City of Brass (Switch Review): Needs a good polish

City of Brass follows a similar pattern to many independent games released these days; developers on a hit game break off and form their own studio to start an ambitious project with great ideas behind it. Unfortunately for the team of ex-BioShock devs that crafted City of Brass, this is a recipe for disaster just as much as it is for success. Sadly for City of Brass, it tends towards the side of the scale characterized by stiff controls, frustrating level design, and uninteresting content.

The team at uppercut games clearly had a vision when they first put code to screen here. At its core this is a first-person roguelike.

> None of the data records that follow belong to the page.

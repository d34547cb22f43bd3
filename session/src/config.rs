//! # Configuration
//!
//! Settings of the session logger. Every field has a default, so a TOML file
//! only needs the keys it wants to override:
//!
//! ```toml
//! base_url = "http://192.168.1.20:5000"
//! heart_rate_hz = 0.1
//! imu_hz = 20
//! elapsed_refresh_millis = 200
//! request_timeout_secs = 15
//! notify_session_start = true
//! ```

use serde::{Deserialize, Serialize};
use std::fs;
use std::path::Path;
use std::time::Duration;

use common::constants::{
    DEFAULT_BASE_URL, ELAPSED_REFRESH_MILLIS, HEART_RATE_HZ, IMU_HZ, REQUEST_TIMEOUT_SECS,
};

use crate::errors::ConfigError;

#[derive(Debug, Clone, PartialEq, Serialize, Deserialize)]
#[serde(default)]
pub struct LoggerConfig {
    /// Collector root, `/start` and `/end` are appended to it.
    pub base_url: String,
    /// 0 disables heart-rate sampling.
    pub heart_rate_hz: f64,
    /// 0 disables rotation and IMU sampling.
    pub imu_hz: u32,
    pub elapsed_refresh_millis: u64,
    pub request_timeout_secs: u64,
    /// Send `GET /start` when a session begins.
    pub notify_session_start: bool,
}

impl Default for LoggerConfig {
    fn default() -> Self {
        Self {
            base_url: DEFAULT_BASE_URL.to_string(),
            heart_rate_hz: HEART_RATE_HZ,
            imu_hz: IMU_HZ,
            elapsed_refresh_millis: ELAPSED_REFRESH_MILLIS,
            request_timeout_secs: REQUEST_TIMEOUT_SECS,
            notify_session_start: true,
        }
    }
}

impl LoggerConfig {
    /// Reads and validates a TOML config file.
    pub fn load(path: impl AsRef<Path>) -> Result<Self, ConfigError> {
        let path = path.as_ref();
        let contents = fs::read_to_string(path).map_err(|source| ConfigError::Read {
            path: path.to_path_buf(),
            source,
        })?;
        Self::from_toml_str(&contents)
    }

    pub fn from_toml_str(contents: &str) -> Result<Self, ConfigError> {
        let config: Self = toml::from_str(contents)?;
        config.validate()?;
        Ok(config)
    }

    pub fn validate(&self) -> Result<(), ConfigError> {
        let base_url = self.base_url.trim();
        if base_url.is_empty() {
            return Err(ConfigError::Invalid("base_url is empty".to_string()));
        }
        if !(base_url.starts_with("http://") || base_url.starts_with("https://")) {
            return Err(ConfigError::Invalid(format!(
                "base_url must be an http(s) url, got {}",
                base_url
            )));
        }
        if !self.heart_rate_hz.is_finite() || self.heart_rate_hz < 0.0 {
            return Err(ConfigError::Invalid(format!(
                "heart_rate_hz must be a finite rate >= 0, got {}",
                self.heart_rate_hz
            )));
        }
        if self.elapsed_refresh_millis == 0 {
            return Err(ConfigError::Invalid(
                "elapsed_refresh_millis must be > 0".to_string(),
            ));
        }
        if self.request_timeout_secs == 0 {
            return Err(ConfigError::Invalid(
                "request_timeout_secs must be > 0".to_string(),
            ));
        }
        Ok(())
    }

    pub fn elapsed_refresh(&self) -> Duration {
        Duration::from_millis(self.elapsed_refresh_millis)
    }

    pub fn request_timeout(&self) -> Duration {
        Duration::from_secs(self.request_timeout_secs)
    }
}
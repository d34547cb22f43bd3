//! # Crate sampler-rs
//!
//! ## sampler-rs
//!
//! The `sampler-rs` crate converts latest-value sensor state into timestamped,
//! rate-controlled sample streams for the duration of a session.
//!
//! Features include:
//! - Independent periodic timers per channel group: heart-rate, and a combined
//!   rotation + accelerometer + gyroscope (IMU) group.
//! - Timestamps relative to session start, taken from a monotonic clock.
//! - Per-session buffers that can be emptied into a [`SampleSet`] in one step.
//! - Cooperative cancellation: once [`SamplerHandle::stop`] returns, nothing else is appended.
//!
//! **NOTE** Hardware subscription is not handled here. Something else must keep the
//! [`common::SensorStateStore`] up to date.

pub mod buffer;
pub mod errors;
pub mod pipeline;

pub use buffer::{BufferLengths, SampleSet, SessionBuffers};
pub use errors::SamplerError;
pub use pipeline::{period_from_hz, ChannelGroup, RateLimitedSampler, SamplerHandle};
pub mod channel;

pub use channel::{period_from_hz, ChannelGroup};

use log::{debug, error, info};
use std::sync::{Arc, OnceLock};
use std::time::Duration;
use tokio::task::JoinHandle;
use tokio::time::{interval_at, timeout_at, Instant, MissedTickBehavior};
use tokio_util::sync::CancellationToken;

use common::{Clock, SensorStateStore, SessionState};

use crate::buffer::SessionBuffers;
use crate::errors::SamplerError;

/// Turns latest-value sensor state into rate-controlled sample streams.
///
/// Each channel group runs its own periodic task. Ticks are scheduled at a
/// fixed rate anchored at session start, so the n-th tick is due at
/// `started_at + n * period` and is stamped with that offset; the first one
/// fires one period in, never at t=0. Ticks missed while the runtime was busy
/// are caught up in a burst, keeping the sample count at `elapsed / period`.
#[derive(Clone)]
pub struct RateLimitedSampler {
    sensors: Arc<SensorStateStore>,
    buffers: Arc<SessionBuffers>,
    heart_rate_period: Option<Duration>,
    imu_period: Option<Duration>,
}

impl RateLimitedSampler {
    /// A rate of zero disables that channel group.
    pub fn new(
        sensors: Arc<SensorStateStore>,
        buffers: Arc<SessionBuffers>,
        heart_rate_hz: f64,
        imu_hz: u32,
    ) -> Self {
        Self {
            sensors,
            buffers,
            heart_rate_period: period_from_hz(heart_rate_hz),
            imu_period: period_from_hz(f64::from(imu_hz)),
        }
    }

    pub fn buffers(&self) -> Arc<SessionBuffers> {
        self.buffers.clone()
    }

    pub fn period(&self, group: ChannelGroup) -> Option<Duration> {
        match group {
            ChannelGroup::HeartRate => self.heart_rate_period,
            ChannelGroup::Imu => self.imu_period,
        }
    }

    /// Starts one sampling task per enabled channel group for the given session.
    ///
    /// Returns NotRunning if the session has not been started.
    pub fn activate(&self, session: &SessionState) -> Result<SamplerHandle, SamplerError> {
        let started_at = match (session.is_running(), session.started_at()) {
            (true, Some(started_at)) => started_at,
            _ => return Err(SamplerError::NotRunning),
        };

        let cancel = CancellationToken::new();
        let stop_at = Arc::new(OnceLock::new());
        let mut tasks = Vec::with_capacity(2);
        for group in [ChannelGroup::HeartRate, ChannelGroup::Imu] {
            let Some(period) = self.period(group) else {
                info!("Sampling of {} channels disabled", group);
                continue;
            };
            tasks.push(tokio::spawn(run_channel(
                group,
                period,
                started_at,
                cancel.clone(),
                stop_at.clone(),
                self.sensors.clone(),
                self.buffers.clone(),
            )));
        }

        Ok(SamplerHandle {
            cancel,
            stop_at,
            tasks,
        })
    }
}

async fn run_channel(
    group: ChannelGroup,
    period: Duration,
    started_at: Clock,
    cancel: CancellationToken,
    stop_at: Arc<OnceLock<Clock>>,
    sensors: Arc<SensorStateStore>,
    buffers: Arc<SessionBuffers>,
) {
    let mut ticker = interval_at(started_at.instant() + period, period);
    ticker.set_missed_tick_behavior(MissedTickBehavior::Burst);
    debug!("Sampling {} every {:?}", group, period);

    let offset = |due: Instant| Clock::from_instant(due).millis_since(&started_at);
    let mut ticks: u64 = 0;
    loop {
        tokio::select! {
            biased;
            _ = cancel.cancelled() => break,
            due = ticker.tick() => {
                group.sample(offset(due), &sensors, &buffers).await;
                ticks += 1;
            }
        }
    }

    // Ticks due at or before the stop instant still belong to the session.
    if let Some(stop_at) = stop_at.get() {
        let deadline = stop_at.instant();
        while let Ok(due) = timeout_at(deadline, ticker.tick()).await {
            if due > deadline {
                break;
            }
            group.sample(offset(due), &sensors, &buffers).await;
            ticks += 1;
        }
    }
    debug!("Stopped sampling {} after {} ticks", group, ticks);
}

/// Running sampler tasks of one session.
///
/// Dropping the handle cancels the tasks without waiting for them.
pub struct SamplerHandle {
    cancel: CancellationToken,
    stop_at: Arc<OnceLock<Clock>>,
    tasks: Vec<JoinHandle<()>>,
}

impl SamplerHandle {
    pub fn is_active(&self) -> bool {
        !self.cancel.is_cancelled()
    }

    /// Ends sampling at `stop_at` and waits until every task has exited.
    ///
    /// Ticks due at or before `stop_at` are still appended, later ones are
    /// dropped. Once this returns no further sample can be appended, so the
    /// buffers can be snapshotted.
    pub async fn stop(mut self, stop_at: Clock) {
        let _ = self.stop_at.set(stop_at);
        self.cancel.cancel();
        for task in std::mem::take(&mut self.tasks) {
            if let Err(e) = task.await {
                error!("Sampling task ended abnormally: {}", e);
            }
        }
    }
}

impl Drop for SamplerHandle {
    fn drop(&mut self) {
        self.cancel.cancel();
    }
}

Each run starts in a safe room where players can consume a randomized boon or bane at their own risk. Levels are randomly generated and organized. Characters each have different advantages and disadvantages. There are traps, enemy variety, and a buffet of unlockables. This is a formula that has become somewhat stale over time and City of Brass doesn’t add anything new here to spice up the mix.

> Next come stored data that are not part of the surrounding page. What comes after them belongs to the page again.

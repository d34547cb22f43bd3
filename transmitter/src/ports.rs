use async_trait::async_trait;

use common::SessionSnapshot;

use crate::errors::TransmitError;

/// Remote end of a session: told when a session starts, handed the record when it ends.
#[async_trait]
pub trait CollectorPort: Send + Sync {
    /// Announces a new session. Best effort, the caller ignores the outcome.
    async fn send_session_start(&self) -> Result<(), TransmitError>;

    /// Submits the full record of a finished session exactly once.
    /// Returns Transport, Status or Serialization errors; there is no retry.
    async fn send_session_end(&self, snapshot: &SessionSnapshot) -> Result<(), TransmitError>;
}
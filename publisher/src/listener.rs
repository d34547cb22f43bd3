use std::sync::Arc;
use uuid::Uuid;

use common::traits::Notifiable;
use common::types::Callback;

/// Callback wrapper that can be registered with a [`Publisher`](crate::Publisher).
#[derive(Clone)]
pub struct Listener<T> {
    callback: Callback<T>,
    id: Option<Uuid>,
}

impl<T> Listener<T>
where
    T: Send + Sync + 'static,
{
    pub fn new<F>(callback: F) -> Self
    where
        F: Fn(Uuid, Arc<T>) + Send + Sync + 'static,
    {
        Listener {
            callback: Arc::new(callback),
            id: None,
        }
    }

    /// Id assigned at registration, if any.
    pub fn id(&self) -> Option<Uuid> {
        self.id
    }
}

impl<T> Notifiable<T> for Listener<T>
where
    T: Send + Sync,
{
    fn get_callback(&self) -> Callback<T> {
        self.callback.clone()
    }

    fn set_id(&mut self, id: Uuid) {
        self.id = Some(id);
    }
}
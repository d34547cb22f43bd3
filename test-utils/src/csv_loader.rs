use std::error::Error;
use std::io;

use csv::{ReaderBuilder, StringRecord, Trim};

use common::{SensorEvent, SensorKind};

/// Column layout of a sensor trace: `t_ms,sensor,v0[,v1,v2,v3]`.
const TIMESTAMP_COLUMN: usize = 0;
const SENSOR_COLUMN: usize = 1;
const FIRST_VALUE_COLUMN: usize = 2;

/// Recorded hardware event, `t_ms` milliseconds after the trace began.
#[derive(Clone, Debug, PartialEq)]
pub struct TimedSensorEvent {
    pub t_ms: u64,
    pub event: SensorEvent,
}

/// Loads a recorded sensor trace from a CSV file with a header row.
pub fn load_sensor_trace(file_path: &str) -> Result<Vec<TimedSensorEvent>, Box<dyn Error>> {
    let file = std::fs::File::open(file_path)?;
    parse_sensor_trace(file)
}

/// Parses a trace from any reader. Rows may carry between one and four values.
pub fn parse_sensor_trace<R: io::Read>(reader: R) -> Result<Vec<TimedSensorEvent>, Box<dyn Error>> {
    let mut rdr = ReaderBuilder::new()
        .flexible(true)
        .trim(Trim::All)
        .from_reader(reader);
    let mut events = Vec::new();

    for result in rdr.records() {
        events.push(parse_record(&result?)?);
    }
    events.sort_by_key(|e| e.t_ms);

    Ok(events)
}

fn parse_record(record: &StringRecord) -> Result<TimedSensorEvent, Box<dyn Error>> {
    let t_ms = record
        .get(TIMESTAMP_COLUMN)
        .ok_or("missing timestamp")?
        .parse::<u64>()?;
    let kind = SensorKind::try_from(record.get(SENSOR_COLUMN).ok_or("missing sensor")?)?;
    let values = record
        .iter()
        .skip(FIRST_VALUE_COLUMN)
        .filter(|s| !s.is_empty())
        .map(|s| s.parse::<f32>())
        .collect::<Result<Vec<f32>, _>>()?;

    Ok(TimedSensorEvent {
        t_ms,
        event: SensorEvent::new(kind, values),
    })
}
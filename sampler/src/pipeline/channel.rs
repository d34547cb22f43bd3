use std::fmt;
use std::time::Duration;

use common::{HeartRateSample, ImuSample, SensorStateStore};

use crate::buffer::SessionBuffers;

const MICROS_PER_SECOND: f64 = 1_000_000.0;

/// Set of sensor channels read together on one timer.
#[derive(Debug, Clone, Copy, PartialEq, Eq, Hash)]
pub enum ChannelGroup {
    /// Heart-rate only.
    HeartRate,
    /// Rotation, accelerometer and gyroscope.
    Imu,
}

impl fmt::Display for ChannelGroup {
    fn fmt(&self, f: &mut fmt::Formatter<'_>) -> fmt::Result {
        match self {
            ChannelGroup::HeartRate => f.write_str("heart-rate"),
            ChannelGroup::Imu => f.write_str("imu"),
        }
    }
}

impl ChannelGroup {
    /// Reads the current values of the group and appends them, stamped `t` ms after start.
    pub(crate) async fn sample(&self, t: u64, sensors: &SensorStateStore, buffers: &SessionBuffers) {
        match self {
            ChannelGroup::HeartRate => {
                let sample = HeartRateSample::new(t, sensors.heart_rate());
                buffers.push_heart_rate(sample).await;
            }
            ChannelGroup::Imu => {
                let rotation = sensors.rotation();
                let imu =
                    ImuSample::from_readings(t, sensors.acceleration(), sensors.angular_velocity());
                buffers.push_motion(rotation, imu).await;
            }
        }
    }
}

/// Converts a sampling frequency into a tick period.
///
/// Returns `None` for a zero, negative or non-finite rate, which disables the group.
pub fn period_from_hz(hz: f64) -> Option<Duration> {
    if !hz.is_finite() || hz <= 0.0 {
        return None;
    }
    let micros = (MICROS_PER_SECOND / hz).round().max(1.0);
    Some(Duration::from_micros(micros as u64))
}
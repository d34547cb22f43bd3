pub mod heart_rate;
pub mod imu;

pub use heart_rate::HeartRateSample;
pub use imu::ImuSample;
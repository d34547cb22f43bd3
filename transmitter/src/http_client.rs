use reqwest::header::CONTENT_TYPE;
use reqwest::Client as ReqwestClient;
use reqwest::Response;
use std::time::Duration;

use crate::errors::TransmitError;

pub(crate) const JSON_CONTENT_TYPE: &str = "application/json; charset=utf-8";

/// Thin wrapper over a reqwest client bound to one base url.
///
/// The underlying client is built once and reused for every request.
pub(crate) struct HttpClient {
    client: ReqwestClient,
    base_url: String,
}

impl HttpClient {
    pub(crate) fn new(base_url: &str, timeout: Duration) -> Result<Self, TransmitError> {
        let client = ReqwestClient::builder()
            .timeout(timeout)
            .build()
            .map_err(|e| TransmitError::ClientBuild(e.to_string()))?;

        Ok(Self {
            client,
            base_url: base_url.trim_end_matches('/').to_string(),
        })
    }

    pub(crate) fn base_url(&self) -> &str {
        &self.base_url
    }

    fn url(&self, path: &str) -> String {
        format!("{}{}", self.base_url, path)
    }

    /// GET without body. Any 2xx is a success, the response body is ignored.
    pub(crate) async fn get(&self, path: &str) -> Result<(), TransmitError> {
        let response = self
            .client
            .get(self.url(path))
            .send()
            .await
            .map_err(|e| TransmitError::Transport(e.to_string()))?;
        check_status(response)
    }

    /// POST of an already encoded JSON body.
    pub(crate) async fn post_json(&self, path: &str, body: Vec<u8>) -> Result<(), TransmitError> {
        let response = self
            .client
            .post(self.url(path))
            .header(CONTENT_TYPE, JSON_CONTENT_TYPE)
            .body(body)
            .send()
            .await
            .map_err(|e| TransmitError::Transport(e.to_string()))?;
        check_status(response)
    }
}

fn check_status(response: Response) -> Result<(), TransmitError> {
    let status = response.status();
    if status.is_success() {
        Ok(())
    } else {
        Err(TransmitError::Status(status.as_u16()))
    }
}

#[cfg(test)]
mod tests {
    use super::*;
    use wiremock::matchers::{body_string, header, method, path};
    use wiremock::{Mock, MockServer, ResponseTemplate};

    #[tokio::test]
    async fn test_http_client_new_strips_trailing_slash() {
        let client = HttpClient::new("http://localhost:5000/", Duration::from_secs(1)).unwrap();
        assert_eq!(client.base_url(), "http://localhost:5000");
        assert_eq!(client.url("/end"), "http://localhost:5000/end");
    }

    #[tokio::test]
    async fn test_http_client_get() {
        let mock_server = MockServer::start().await;
        Mock::given(method("GET"))
            .and(path("/start"))
            .respond_with(ResponseTemplate::new(200))
            .expect(1)
            .mount(&mock_server)
            .await;

        let client = HttpClient::new(&mock_server.uri(), Duration::from_secs(1)).unwrap();
        assert_eq!(client.get("/start").await, Ok(()));
    }

    #[tokio::test]
    async fn test_http_client_post_json() {
        let mock_server = MockServer::start().await;
        Mock::given(method("POST"))
            .and(path("/end"))
            .and(header("content-type", JSON_CONTENT_TYPE))
            .and(body_string("{\"key\":1}"))
            .respond_with(ResponseTemplate::new(201))
            .expect(1)
            .mount(&mock_server)
            .await;

        let client = HttpClient::new(&mock_server.uri(), Duration::from_secs(1)).unwrap();
        let result = client.post_json("/end", b"{\"key\":1}".to_vec()).await;
        assert_eq!(result, Ok(()));
    }

    #[tokio::test]
    async fn test_http_client_non_success_status() {
        let mock_server = MockServer::start().await;
        Mock::given(method("POST"))
            .respond_with(ResponseTemplate::new(500))
            .mount(&mock_server)
            .await;

        let client = HttpClient::new(&mock_server.uri(), Duration::from_secs(1)).unwrap();
        let result = client.post_json("/end", Vec::new()).await;
        assert_eq!(result, Err(TransmitError::Status(500)));
    }

    #[tokio::test]
    async fn test_http_client_timeout() {
        let mock_server = MockServer::start().await;
        Mock::given(method("GET"))
            .respond_with(ResponseTemplate::new(200).set_delay(Duration::from_millis(500)))
            .mount(&mock_server)
            .await;

        let client = HttpClient::new(&mock_server.uri(), Duration::from_millis(50)).unwrap();
        let result = client.get("/start").await;
        assert!(matches!(result, Err(TransmitError::Transport(_))));
    }

    #[tokio::test]
    async fn test_http_client_connection_refused() {
        // Nothing listens on port 9 on the loopback interface
        let client = HttpClient::new("http://127.0.0.1:9", Duration::from_secs(1)).unwrap();
        let result = client.get("/start").await;
        assert!(matches!(result, Err(TransmitError::Transport(_))));
    }
}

Arguably the most interesting change that they attempt is putting the camera in 1st person perspective and tasking the player with two-handed combat. There are different weapon load-outs and items can be picked up and upgraded around the game to change which weapon is in each of the player’s hands. But typically, there’s a melee weapon in one hand and a ranged option in the other. The player can tap either of the shoulder buttons to activate the action for that hand (slashing, whipping, or throwing) to fend off enemies.

skeleton

There’s enough variety among enemies to keep the player on their toes. Threats come from all areas and all rangers. There’s your simple melee skeleton, a heavy skeleton, an archer skeleton, a glowing skull that’ll explode if you get too close. Generally, there are lots of different types of defleshed undead that want to make your way to the exit more difficult. Along with enemies traps also attempt to hamper your progress through the maze-like levels. Spiked platforms will severely wound you if you step on them; explosive canisters will ruin your day if you accidentally hit them in the middle of a brawl.

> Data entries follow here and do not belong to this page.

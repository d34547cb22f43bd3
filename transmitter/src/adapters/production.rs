// HTTP collector. `/start` is a bare GET, `/end` a JSON POST carrying the session record.

use async_trait::async_trait;
use std::time::Duration;

use common::SessionSnapshot;

use crate::errors::TransmitError;
use crate::http_client::HttpClient;
use crate::ports::CollectorPort;
use crate::wire;

/// Constants for HTTP endpoints
pub const START_PATH: &str = "/start";
pub const END_PATH: &str = "/end";

pub struct Collector {
    client: HttpClient,
}

impl Collector {
    /// Returns a ClientBuild error if the HTTP client cannot be created.
    pub fn new(base_url: &str, timeout: Duration) -> Result<Self, TransmitError> {
        let client = HttpClient::new(base_url, timeout)?;
        Ok(Self { client })
    }

    pub fn base_url(&self) -> &str {
        self.client.base_url()
    }
}

#[async_trait]
impl CollectorPort for Collector {
    async fn send_session_start(&self) -> Result<(), TransmitError> {
        log::debug!("Announcing session start to {}", self.base_url());
        self.client.get(START_PATH).await
    }

    async fn send_session_end(&self, snapshot: &SessionSnapshot) -> Result<(), TransmitError> {
        let body = wire::encode_session(snapshot)?;
        log::debug!(
            "Sending session of {}s ({} bytes) to {}",
            snapshot.duration_seconds,
            body.len(),
            self.base_url()
        );
        self.client.post_json(END_PATH, body).await
    }
}
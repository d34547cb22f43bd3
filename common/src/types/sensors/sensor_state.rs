use super::{LatestValue, SensorEvent, SensorKind};
use crate::types::untimed::{RotationSample, XYZ};

/// Latest observed value per sensor channel.
///
/// Written asynchronously by hardware callbacks through [`SensorStateStore::apply`],
/// read by the sampler on each tick. There is no queue: a newer event simply
/// replaces the previous one.
#[derive(Debug)]
pub struct SensorStateStore {
    heart_rate: LatestValue<i32>,
    rotation: LatestValue<RotationSample>,
    acceleration: LatestValue<XYZ>,
    angular_velocity: LatestValue<XYZ>,
}

impl Default for SensorStateStore {
    fn default() -> Self {
        Self::new()
    }
}

impl SensorStateStore {
    pub fn new() -> Self {
        Self {
            heart_rate: LatestValue::new(0),
            rotation: LatestValue::new(RotationSample::default()),
            acceleration: LatestValue::new(XYZ::default()),
            angular_velocity: LatestValue::new(XYZ::default()),
        }
    }

    /// Updates the channel addressed by `event`.
    ///
    /// Returns false, leaving the store untouched, when the event carries too
    /// few values for its channel: heart-rate needs one, the other channels
    /// need three. Heart-rate is truncated to whole beats per minute.
    pub fn apply(&self, event: &SensorEvent) -> bool {
        match event.kind {
            SensorKind::HeartRate => match event.values.first() {
                Some(bpm) => {
                    self.heart_rate.store(*bpm as i32);
                    true
                }
                None => false,
            },
            SensorKind::RotationVector => RotationSample::try_from(event.values.as_slice())
                .map(|rotation| self.rotation.store(rotation))
                .is_ok(),
            SensorKind::Accelerometer => XYZ::try_from(event.values.as_slice())
                .map(|xyz| self.acceleration.store(xyz))
                .is_ok(),
            SensorKind::Gyroscope => XYZ::try_from(event.values.as_slice())
                .map(|xyz| self.angular_velocity.store(xyz))
                .is_ok(),
        }
    }

    pub fn set_heart_rate(&self, bpm: i32) {
        self.heart_rate.store(bpm);
    }

    pub fn set_rotation(&self, rotation: RotationSample) {
        self.rotation.store(rotation);
    }

    pub fn set_acceleration(&self, acceleration: XYZ) {
        self.acceleration.store(acceleration);
    }

    pub fn set_angular_velocity(&self, angular_velocity: XYZ) {
        self.angular_velocity.store(angular_velocity);
    }

    pub fn heart_rate(&self) -> i32 {
        self.heart_rate.load()
    }

    pub fn rotation(&self) -> RotationSample {
        self.rotation.load()
    }

    pub fn acceleration(&self) -> XYZ {
        self.acceleration.load()
    }

    pub fn angular_velocity(&self) -> XYZ {
        self.angular_velocity.load()
    }

    /// Number of accepted events for `kind` since the store was created.
    pub fn updates(&self, kind: SensorKind) -> u64 {
        match kind {
            SensorKind::HeartRate => self.heart_rate.version(),
            SensorKind::RotationVector => self.rotation.version(),
            SensorKind::Accelerometer => self.acceleration.version(),
            SensorKind::Gyroscope => self.angular_velocity.version(),
        }
    }
}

The enemies are fairly standards and uninspired, but the traps are where the inspiration from Bioshock’s combat show’s through and spices things up a bit. In combat, the level itself and the items around you can be your greatest aid in combat. The ability to pick up explosive vases from afar with your whip, fling them at enemies is a simple interaction that never gets old. Likewise leading enemies over a spike trap and triggering it is just one example of a way that turning the tables on your enemy keeps the slashing interesting.

Unfortunately pulling off complex Maneuvers like this is difficult with the wonky controls on Switch that were adapted from Keyboard but not optimized for Switch. Using the Joycons to aim and move felt stiff, and the frame rate seemed much lower than what I had seen in trailers. Overall it makes for a pretty poor gameplay experience.

If I had to peg a reason why it performs so poorly, I’d have to hit the team for optimization. It’s not a graphically or technically demanding title. The visuals are reminiscent of a ps2 game with low-quality 3d models and effects. It doesn’t look bad, but it does look dated.

healing

Ultimately though, if the game played well and compelled me to keep searching through its maze-like levels like the best roguelikes do I wouldn’t care how it looked. In fact, I would probably be much less critical of the lack of enemy and gameplay variety. As it is I can’t recommend shelling out your hard earned cash until the gameplay is significantly smoother and the controls are much tighter.